3 years ago | 6 min read

“If you focus on producing a great experience for anyone, that’s how you get big.”

That is exactly the story of Instagram. In fact, this quote is by Kevin Systrom, one of the founders of Instagram. From wanting to see people’s photos in albums, wanting to see updates of their lives, and being forced to see pictures of EVERYTHING they eat, it gives us the biggest digital experience possible.

Instagram has had a meteoric rise from a million users in the first 3 months of their launch to becoming one of the biggest apps in the world, with 1 billion monthly active users.

Did you know that 63% of Instagram users log in at least once per day? Please notice the “at least”.

But this article isn’t about the success of Instagram. It’s about what Instagram let into our lives: LIKES. You know, that annoying metric many people see as their self worth? It’s taken over our worlds — whether it’s as a user, an influencer, or a marketer.

In a way, the value of all these three parties is measured through likes. Which leads us to the question — can we live in a world without likes?

Oh, why are we asking this question? Because Instagram, in April, announced that they were going to soon start hiding likes — at least on an experimental basis. It started in Canada and has expanded to seven more countries recently. Why is the social media platform testing this out?

“The idea is to try to depressurize Instagram, make it less of a competition,” said Instagram CEO Adam Mosseri. This thought comes from many research papers that show the effects of likes, mainly on self-esteem and self-worth.

A research paper from 2019 shows that many teenagers believe likes as a sign of social inclusion. Likes act as a rewarding action toward self-esteem.

With the concept of “aesthetic,” it seems like every post is specially edited and made to follow a certain theme one has created for their own profile. Yes, children these days are putting in more effort into these things than reading a book, I guess.

But what this leads to is a situation where your social media life is completely fabricated just for likes. “Finsta” is another concept which is a profile you keep super-private, only showing your closest friends what you are actually like — a profile where you don’t care about the likes and just about sharing experiences.

Every time you get a like, your brain releases dopamine, which is a chemical related to pleasure.
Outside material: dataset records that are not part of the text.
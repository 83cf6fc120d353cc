//! Nearby points of interest from Wikipedia, with favorites, offline
//! downloads, visit history and persisted user settings.

pub mod config;
pub mod content;
pub mod settings;
pub mod storage;
pub mod util;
Any time you post something, you eagerly wait for likes to come, which makes this feeling addictive; like drugs.

In an interview by CBS, some teenagers admitted that if one of their posts get less than 200 likes, they just delete it.

“We will make decisions that hurt the business if they’re good for people’s well-being and health because it has to be good for the business over the long run,” Mosseri said.

Sounds good, right? Too good to be true.

An article from CNBC brought to light that some Facebook research shows the real reason for them hiding the likes: more posts. For any social media platform, more content is always better.

Since people would feel less self-conscious because they won’t be able to see the number of likes, they would automatically feel like posting more. People would also not compare themselves to others in terms of likes.

What about the addictive dopamine release? If I am not getting the pleasure chemical, why would I constantly check Instagram after I have posted it? Well, a user would still receive notifications for anyone who has liked the post.

The interactions with the app would shift in a more positive manner, letting people spend more time on the app without thinking of all the negative aspects, especially bullying and feeling of self-loath, and making it a more comfortable environment.

Moving onto Influencers — the life and blood of Instagram — how does this move affect them?

One of their success measures is the engagement each of their posts has. Brands only want influencers to sponsor their products if they have an actual effect on people, and one of the metrics is likes.

To be a successful Instagram influencer, your engagement rates have to be through the roof right?

No, not really. I mean, just because someone liked an influencer’s post doesn’t mean they have actual influence over them. Let’s face it, a lot of us actually end up just meaninglessly scrolling and liking some posts without even noticing it.

For influencers to have an actual reach with people, they must be able to get their attention. They must make the user stop scrolling their feed and actually interact with the post.

According to a tech platform called Influential, a high amount of likes doesn’t necessarily mean high attention metrics, such as video completion rate and click-through rates.

This means influencers will have to focus on much more sophisticated metrics than just likes. These metrics will only be high if the content they put out is worthwhile for a user, which means they would need to come up with actual content strategies.

There’s also a big plus for influencers. Since they won’t be worried about the likes on each post and how it would bring down their engagement rates; influencers, too, would be willing to post more.

This is especially important since a lot of influencers were shifting towards Instagram Stories, as viewership stats aren’t public on that, keeping their reputation intact.

They would get a sense of freedom, away from the shackles of “likes”.

Brands will have to focus on better social media strategies that will tell stories, rather than just focusing on getting as many likes as possible.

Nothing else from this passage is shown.